Evidence

Rule 101

  1. militarydefenselawyers008Scope. The Military Rules of Evidence are applicable to courts-martial, including summary courts-martial, to the extent and exceptions stated in Rule 1101.
  2. Rule 1101. Applicability of rules.
    1. Rules applicable. Except as otherwise provided in this Manual, these rules apply generally to all courts-martial, including summary courts-martial; to proceedings pursuant to Article 39(a); to limited fact-finding proceedings ordered on review; to proceedings in revision; and to contempt proceedings except those in which the judge may act summarily.
    2. Rules of privilege. The rules with respect to privileges in Section III and V apply to all stages of all actions, cases, and proceedings.
    3. Rules relaxed. The application of these rules may be relaxed in sentencing proceedings as provided under R.C.M. 1001 and otherwise as provided in this manual.
    4. Rules inapplicable. These rules (other than with respect to privileges and MRE 412) do not apply in investigative hearings pursuant to Article 32; proceedings for vacation of suspension of sentence pursuant to Article 72; proceedings for search authorizations; proceedings involving pretrial restraint; and in other proceedings authorized under the code or this Manual and not listed in subdivision (a).
  3. Secondary Sources. Rule 101 (b). If not otherwise prescribed in the Manual or rules, courts-martial will first apply the rules of evidence recognized in the trial of criminal cases in the United States district courts; and secondly, the rules of evidence at common law. United States v. Toy, 65 M.J. 405, 410 (2008).

Rule 103. Rulings on Evidence

  1. Rulings on Evidence. This rule imposes significant responsibility on counsel to raise and preserve evidentiary questions for review.

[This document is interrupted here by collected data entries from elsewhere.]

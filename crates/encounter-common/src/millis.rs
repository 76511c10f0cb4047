//! Millisecond arithmetic over wall-clock timestamps.
//!
//! All durations in the tracker are whole milliseconds held in a `u64`.
//! Timestamps are UTC `chrono` values supplied by the caller.

use chrono::{DateTime, Duration, Utc};

/// Wall-clock timestamp used throughout the tracker.
pub type Timestamp = DateTime<Utc>;

/// Milliseconds from `start` to `end`, clamped at zero when `end` precedes `start`.
#[must_use]
pub fn millis_between(start: Timestamp, end: Timestamp) -> u64 {
    let delta = end.signed_duration_since(start).num_milliseconds();
    u64::try_from(delta).unwrap_or(0)
}

/// Moves `timestamp` forward by `millis`, saturating at chrono's maximum.
#[must_use]
pub fn add_millis(timestamp: Timestamp, millis: u64) -> Timestamp {
    let millis = i64::try_from(millis).unwrap_or(i64::MAX);
    timestamp
        .checked_add_signed(Duration::milliseconds(millis))
        .unwrap_or(DateTime::<Utc>::MAX_UTC)
}

/// Builds a timestamp from milliseconds since the Unix epoch.
///
/// Out-of-range values fall back to the epoch.
#[must_use]
pub fn from_epoch_millis(millis: i64) -> Timestamp {
    DateTime::<Utc>::from_timestamp_millis(millis).unwrap_or_default()
}
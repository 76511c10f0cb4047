//! Round timer classification.
//!
//! Maps a remaining-time value and the pause signal into display flags. The
//! pause flag and the round budget flags are independent of each other: a
//! paused round can also be expired.

use serde::{Deserialize, Serialize};

use crate::timing::TimestampSource;

/// Remaining time at or below which the round is in the warning band.
pub const WARNING_THRESHOLD_MS: u64 = 15_000;

/// Remaining time at or below which the round is in the critical band.
pub const CRITICAL_THRESHOLD_MS: u64 = 5_000;

// ============================================================================
// Thresholds
// ============================================================================

/// Warning and critical cut-offs in milliseconds.
#[derive(Debug, Clone, Copy, PartialEq, Eq, Serialize, Deserialize)]
pub struct TimerThresholds {
    /// Upper bound (inclusive) of the warning band.
    pub warning_ms: u64,
    /// Upper bound (inclusive) of the critical band.
    pub critical_ms: u64,
}

impl Default for TimerThresholds {
    fn default() -> Self {
        Self {
            warning_ms: WARNING_THRESHOLD_MS,
            critical_ms: CRITICAL_THRESHOLD_MS,
        }
    }
}

impl TimerThresholds {
    /// Create thresholds, lifting `warning_ms` to at least `critical_ms`.
    #[must_use]
    pub fn new(warning_ms: u64, critical_ms: u64) -> Self {
        Self {
            warning_ms: warning_ms.max(critical_ms),
            critical_ms,
        }
    }

    /// Classify a remaining-time value.
    #[must_use]
    pub fn classify(
        &self,
        has_round_timer: bool,
        round_time_remaining: u64,
        source: &TimestampSource,
    ) -> TimerStates {
        let remaining = round_time_remaining;
        TimerStates {
            is_paused: source.effective_pause().is_some(),
            is_round_warning: has_round_timer
                && remaining > self.critical_ms
                && remaining <= self.warning_ms,
            is_round_critical: has_round_timer && remaining > 0 && remaining <= self.critical_ms,
            is_round_expired: has_round_timer && remaining == 0,
        }
    }
}

// ============================================================================
// Timer States
// ============================================================================

/// Independent display flags for a round timer.
#[derive(Debug, Clone, Copy, PartialEq, Eq, Default, Serialize, Deserialize)]
pub struct TimerStates {
    /// An authoritative pause timestamp is present.
    pub is_paused: bool,
    /// Remaining time is inside the warning band.
    pub is_round_warning: bool,
    /// Remaining time is inside the critical band.
    pub is_round_critical: bool,
    /// Round budget is spent.
    pub is_round_expired: bool,
}

impl TimerStates {
    /// Collapse the round flags into a single band for display.
    ///
    /// Ignores `is_paused`; `has_round_timer` separates `Idle` from `Running`.
    #[must_use]
    pub fn band(&self, has_round_timer: bool) -> TimerBand {
        if !has_round_timer {
            TimerBand::Idle
        } else if self.is_round_expired {
            TimerBand::Expired
        } else if self.is_round_critical {
            TimerBand::Critical
        } else if self.is_round_warning {
            TimerBand::Warning
        } else {
            TimerBand::Running
        }
    }
}

/// Round timer band, ordered from least to most urgent.
#[derive(
    Debug, Clone, Copy, PartialEq, Eq, Hash, PartialOrd, Ord, Serialize, Deserialize, Default,
)]
pub enum TimerBand {
    /// No round timer configured.
    #[default]
    Idle,
    /// Above the warning threshold.
    Running,
    /// Inside the warning band.
    Warning,
    /// Inside the critical band.
    Critical,
    /// No time left.
    Expired,
}

impl TimerBand {
    /// Short label for logs and overlays.
    #[must_use]
    pub const fn label(&self) -> &'static str {
        match self {
            Self::Idle => "idle",
            Self::Running => "running",
            Self::Warning => "warning",
            Self::Critical => "critical",
            Self::Expired => "expired",
        }
    }
}

/// Classify with the default 15s / 5s thresholds.
#[must_use]
pub fn get_timer_states(
    has_round_timer: bool,
    round_time_remaining: u64,
    source: &TimestampSource,
) -> TimerStates {
    TimerThresholds::default().classify(has_round_timer, round_time_remaining, source)
}

#[cfg(test)]
mod tests {
    use super::*;
    use crate::timing::{LocalTimestamps, PauseAuthority};
    use encounter_common::from_epoch_millis;
    use proptest::prelude::*;

    fn running() -> TimestampSource {
        TimestampSource::server(Some(from_epoch_millis(0)), None)
    }

    #[test]
    fn test_warning_boundary() {
        let states = get_timer_states(true, 15_000, &running());
        assert!(states.is_round_warning);
        assert!(!states.is_round_critical);
        assert!(!states.is_round_expired);

        let states = get_timer_states(true, 15_001, &running());
        assert!(!states.is_round_warning);
    }

    #[test]
    fn test_critical_boundary() {
        let states = get_timer_states(true, 5_000, &running());
        assert!(states.is_round_critical);
        assert!(!states.is_round_warning);

        let states = get_timer_states(true, 1, &running());
        assert!(states.is_round_critical);
    }

    #[test]
    fn test_expired_at_zero() {
        let states = get_timer_states(true, 0, &running());
        assert!(states.is_round_expired);
        assert!(!states.is_round_warning);
        assert!(!states.is_round_critical);
    }

    #[test]
    fn test_no_round_timer_no_flags() {
        let states = get_timer_states(false, 0, &running());
        assert_eq!(states, TimerStates::default());
        assert_eq!(states.band(false), TimerBand::Idle);
    }

    #[test]
    fn test_paused_and_expired_together() {
        let source = TimestampSource::server(Some(from_epoch_millis(0)), Some(from_epoch_millis(9)));
        let states = get_timer_states(true, 0, &source);
        assert!(states.is_paused);
        assert!(states.is_round_expired);
    }

    #[test]
    fn test_local_only_pause_reflects_local() {
        let server_paused =
            TimestampSource::server(Some(from_epoch_millis(0)), Some(from_epoch_millis(1_000)))
                .with_pause_authority(PauseAuthority::LocalOnly);
        assert!(!get_timer_states(true, 30_000, &server_paused).is_paused);

        let locally_paused = server_paused.with_local(LocalTimestamps {
            started_at: None,
            paused_at: Some(from_epoch_millis(2_000)),
        });
        assert!(get_timer_states(true, 30_000, &locally_paused).is_paused);
    }

    #[test]
    fn test_band_ordering() {
        assert_eq!(get_timer_states(true, 40_000, &running()).band(true), TimerBand::Running);
        assert_eq!(get_timer_states(true, 10_000, &running()).band(true), TimerBand::Warning);
        assert_eq!(get_timer_states(true, 3_000, &running()).band(true), TimerBand::Critical);
        assert_eq!(get_timer_states(true, 0, &running()).band(true), TimerBand::Expired);
        assert!(TimerBand::Critical > TimerBand::Warning);
    }

    #[test]
    fn test_custom_thresholds_keep_order() {
        let thresholds = TimerThresholds::new(2_000, 8_000);
        assert_eq!(thresholds.warning_ms, 8_000);
        let states = thresholds.classify(true, 8_000, &running());
        assert!(states.is_round_critical);
        assert!(!states.is_round_warning);
    }

    proptest! {
        #[test]
        fn prop_round_flags_mutually_exclusive(remaining in 0u64..100_000) {
            let states = get_timer_states(true, remaining, &running());
            let set = [states.is_round_warning, states.is_round_critical, states.is_round_expired]
                .iter()
                .filter(|flag| **flag)
                .count();
            prop_assert!(set <= 1);
        }
    }
}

    1. Effect of Erroneous ruling. Error may not be predicated upon a ruling which admits or excludes evidence unless the ruling materially prejudices a substantial right of a party, and
      1. Objection. In case the ruling is one admitting evidence, a timely objection or motion to strike appears of record; stating the specific ground of objection, if the specific ground was not apparent from the context;
      2. Offer of Proof. In case the ruling is one excluding evidence, the substance of the evidence was made known to the military judge by offer or was apparent from the context within which questions were asked. Once the court makes a definitive ruling on the record admitting or excluding evidence, either at or before trial, a party need not renew an objection or offer of proof to preserve a claim of error for appeal. The standard provided in this subdivision does not apply to errors involving requirements imposed by the Constitution of the United Sates as applied to members of the armed Air Force Appellate Defense Division  forces except insofar as the error arises under these rules and this subdivision provides a standard that is more advantageous to the accused than the constitutional standard.
    2. Plain error. Nothing in these rules precludes taking notice of plain errors that materially prejudice substantial rights although they were not brought to the attention of the military judge.
  2. Objections to evidence. Rule 103(a)(1): Failure to make specific (correct), timely (meaning at the earliest possible time) objection at trial waives issue for appeal, absent a “plain error;”

  3. Preserving Issues. Counsel are not required to cite evidentiary rules by number in order to adequately preserve objections for later appellate review. So long as counsel makes sufficient arguments to make the issue known to the military judge, the issue will be preserved. United States v. Datz, 61 M.J. 37 (2005). While MRE 103 does not require the moving party to present every argument in support of an objection, it does require argument sufficient to make the military judge aware of the specific ground for objection. MRE 103 should be applied in a practical rather than a formulaic manner. United States v. Reynoso, 66 M.J. 208 (2008).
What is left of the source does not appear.